## Directions for this task:
Using the entries that follow, write out the line containing "filename carbonprint-core/src/labels.rs", the line containing "allowed to start.", and every line between them, exactly and nothing else.

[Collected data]
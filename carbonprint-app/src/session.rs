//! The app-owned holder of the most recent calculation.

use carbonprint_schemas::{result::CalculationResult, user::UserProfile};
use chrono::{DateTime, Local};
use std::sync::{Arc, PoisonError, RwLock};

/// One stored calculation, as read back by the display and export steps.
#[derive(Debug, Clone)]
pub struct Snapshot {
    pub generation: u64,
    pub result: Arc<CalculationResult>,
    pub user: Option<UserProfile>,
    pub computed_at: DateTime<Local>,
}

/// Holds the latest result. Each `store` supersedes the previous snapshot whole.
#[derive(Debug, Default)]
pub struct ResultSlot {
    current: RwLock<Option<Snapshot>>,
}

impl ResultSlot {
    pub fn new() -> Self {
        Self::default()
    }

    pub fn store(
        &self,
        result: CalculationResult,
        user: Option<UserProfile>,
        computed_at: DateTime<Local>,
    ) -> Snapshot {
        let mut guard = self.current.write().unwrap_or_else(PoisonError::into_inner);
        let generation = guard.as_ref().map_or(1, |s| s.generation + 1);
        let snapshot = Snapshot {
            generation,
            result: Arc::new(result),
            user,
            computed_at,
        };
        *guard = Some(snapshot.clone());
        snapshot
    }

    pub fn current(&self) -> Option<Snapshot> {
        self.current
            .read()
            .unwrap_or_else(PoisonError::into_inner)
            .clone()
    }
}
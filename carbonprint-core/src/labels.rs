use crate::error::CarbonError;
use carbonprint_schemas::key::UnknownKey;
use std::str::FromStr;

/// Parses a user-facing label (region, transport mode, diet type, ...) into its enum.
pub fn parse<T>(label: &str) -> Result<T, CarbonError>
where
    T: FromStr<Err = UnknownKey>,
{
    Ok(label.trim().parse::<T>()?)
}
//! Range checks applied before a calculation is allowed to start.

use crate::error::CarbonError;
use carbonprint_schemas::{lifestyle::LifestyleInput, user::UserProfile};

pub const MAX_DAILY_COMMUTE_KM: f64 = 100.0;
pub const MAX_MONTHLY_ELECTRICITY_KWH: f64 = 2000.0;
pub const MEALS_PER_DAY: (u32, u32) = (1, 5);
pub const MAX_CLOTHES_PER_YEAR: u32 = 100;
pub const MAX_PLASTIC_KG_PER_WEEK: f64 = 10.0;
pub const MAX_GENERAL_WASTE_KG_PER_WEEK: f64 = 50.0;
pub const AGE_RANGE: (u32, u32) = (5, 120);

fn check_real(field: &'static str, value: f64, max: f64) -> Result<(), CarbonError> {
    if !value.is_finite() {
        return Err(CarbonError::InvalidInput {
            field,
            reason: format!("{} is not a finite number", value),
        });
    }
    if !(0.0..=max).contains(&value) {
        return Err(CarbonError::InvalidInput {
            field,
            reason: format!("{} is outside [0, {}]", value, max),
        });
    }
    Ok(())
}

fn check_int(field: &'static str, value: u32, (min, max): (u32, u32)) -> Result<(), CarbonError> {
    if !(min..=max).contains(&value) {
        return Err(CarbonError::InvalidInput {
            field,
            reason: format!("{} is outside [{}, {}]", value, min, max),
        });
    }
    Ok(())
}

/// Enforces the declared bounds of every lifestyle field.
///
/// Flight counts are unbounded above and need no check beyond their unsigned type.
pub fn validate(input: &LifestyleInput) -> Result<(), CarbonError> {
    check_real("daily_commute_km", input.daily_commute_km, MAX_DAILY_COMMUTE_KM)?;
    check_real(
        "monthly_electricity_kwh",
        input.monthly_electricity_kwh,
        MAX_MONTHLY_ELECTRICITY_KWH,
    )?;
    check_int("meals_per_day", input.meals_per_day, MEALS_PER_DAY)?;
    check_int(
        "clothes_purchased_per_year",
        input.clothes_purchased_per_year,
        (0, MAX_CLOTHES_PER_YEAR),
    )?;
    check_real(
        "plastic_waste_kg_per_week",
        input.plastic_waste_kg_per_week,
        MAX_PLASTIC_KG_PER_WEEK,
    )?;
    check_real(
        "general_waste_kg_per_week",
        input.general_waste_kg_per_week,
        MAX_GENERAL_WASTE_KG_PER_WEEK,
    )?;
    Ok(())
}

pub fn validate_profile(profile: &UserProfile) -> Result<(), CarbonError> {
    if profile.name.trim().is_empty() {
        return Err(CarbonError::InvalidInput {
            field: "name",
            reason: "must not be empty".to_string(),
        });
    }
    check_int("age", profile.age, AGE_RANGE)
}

* * *

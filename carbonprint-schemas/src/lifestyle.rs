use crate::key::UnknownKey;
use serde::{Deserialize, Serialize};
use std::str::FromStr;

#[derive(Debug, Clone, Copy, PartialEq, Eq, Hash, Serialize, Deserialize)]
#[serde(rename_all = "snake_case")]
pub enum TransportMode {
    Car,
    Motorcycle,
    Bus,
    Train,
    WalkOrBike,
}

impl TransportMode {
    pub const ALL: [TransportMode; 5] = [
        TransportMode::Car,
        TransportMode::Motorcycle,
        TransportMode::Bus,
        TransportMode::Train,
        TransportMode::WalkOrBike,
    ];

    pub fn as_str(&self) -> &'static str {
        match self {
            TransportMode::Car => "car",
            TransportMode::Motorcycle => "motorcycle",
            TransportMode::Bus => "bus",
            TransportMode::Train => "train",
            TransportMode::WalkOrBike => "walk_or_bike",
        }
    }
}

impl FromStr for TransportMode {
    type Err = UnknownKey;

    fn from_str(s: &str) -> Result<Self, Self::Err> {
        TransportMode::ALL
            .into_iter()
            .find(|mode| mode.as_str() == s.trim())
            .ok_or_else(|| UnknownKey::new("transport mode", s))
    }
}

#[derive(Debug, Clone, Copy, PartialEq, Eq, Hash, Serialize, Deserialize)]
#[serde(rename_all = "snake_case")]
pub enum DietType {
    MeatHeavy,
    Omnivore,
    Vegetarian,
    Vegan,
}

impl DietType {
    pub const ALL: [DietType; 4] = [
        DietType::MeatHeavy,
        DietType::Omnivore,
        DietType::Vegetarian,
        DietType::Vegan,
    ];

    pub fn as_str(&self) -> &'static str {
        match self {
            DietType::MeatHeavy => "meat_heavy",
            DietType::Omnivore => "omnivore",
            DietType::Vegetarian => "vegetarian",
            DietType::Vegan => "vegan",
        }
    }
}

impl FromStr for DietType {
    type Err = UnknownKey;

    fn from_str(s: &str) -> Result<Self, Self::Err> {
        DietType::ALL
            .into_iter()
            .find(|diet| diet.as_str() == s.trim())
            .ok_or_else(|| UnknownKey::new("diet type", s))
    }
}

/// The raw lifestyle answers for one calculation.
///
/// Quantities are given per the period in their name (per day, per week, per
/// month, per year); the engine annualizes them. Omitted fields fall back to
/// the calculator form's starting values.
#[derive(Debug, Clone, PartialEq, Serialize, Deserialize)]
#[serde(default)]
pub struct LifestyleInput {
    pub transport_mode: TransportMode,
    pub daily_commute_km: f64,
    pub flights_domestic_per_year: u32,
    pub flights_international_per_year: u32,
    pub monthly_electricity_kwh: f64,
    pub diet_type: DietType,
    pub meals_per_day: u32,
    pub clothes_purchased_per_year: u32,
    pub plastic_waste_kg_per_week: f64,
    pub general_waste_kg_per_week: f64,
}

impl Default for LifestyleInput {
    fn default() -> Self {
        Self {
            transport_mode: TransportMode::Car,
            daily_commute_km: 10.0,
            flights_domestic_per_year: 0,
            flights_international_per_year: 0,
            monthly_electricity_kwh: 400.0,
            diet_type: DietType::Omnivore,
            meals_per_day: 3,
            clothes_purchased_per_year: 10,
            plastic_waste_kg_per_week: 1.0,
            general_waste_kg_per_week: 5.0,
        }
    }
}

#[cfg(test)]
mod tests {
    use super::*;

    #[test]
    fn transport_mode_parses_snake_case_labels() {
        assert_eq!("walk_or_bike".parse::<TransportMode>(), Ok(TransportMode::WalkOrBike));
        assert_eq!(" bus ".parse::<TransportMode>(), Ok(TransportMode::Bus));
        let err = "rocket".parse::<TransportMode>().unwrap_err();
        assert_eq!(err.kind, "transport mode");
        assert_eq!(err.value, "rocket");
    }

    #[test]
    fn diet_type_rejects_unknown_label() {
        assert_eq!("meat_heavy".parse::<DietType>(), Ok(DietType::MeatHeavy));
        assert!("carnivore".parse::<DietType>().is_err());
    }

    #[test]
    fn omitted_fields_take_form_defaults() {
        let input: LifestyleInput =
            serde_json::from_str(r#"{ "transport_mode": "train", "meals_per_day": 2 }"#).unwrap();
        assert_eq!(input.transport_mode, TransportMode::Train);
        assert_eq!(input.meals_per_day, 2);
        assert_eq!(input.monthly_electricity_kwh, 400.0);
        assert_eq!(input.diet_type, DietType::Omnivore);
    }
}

## Task answer:
filename carbonprint-core/src/labels.rs
use crate::error::CarbonError;
use carbonprint_schemas::key::UnknownKey;
use std::str::FromStr;

/// Parses a user-facing label (region, transport mode, diet type, ...) into its enum.
pub fn parse<T>(label: &str) -> Result<T, CarbonError>
where
    T: FromStr<Err = UnknownKey>,
{
    Ok(label.trim().parse::<T>()?)
}
//! Range checks applied before a calculation is allowed to start.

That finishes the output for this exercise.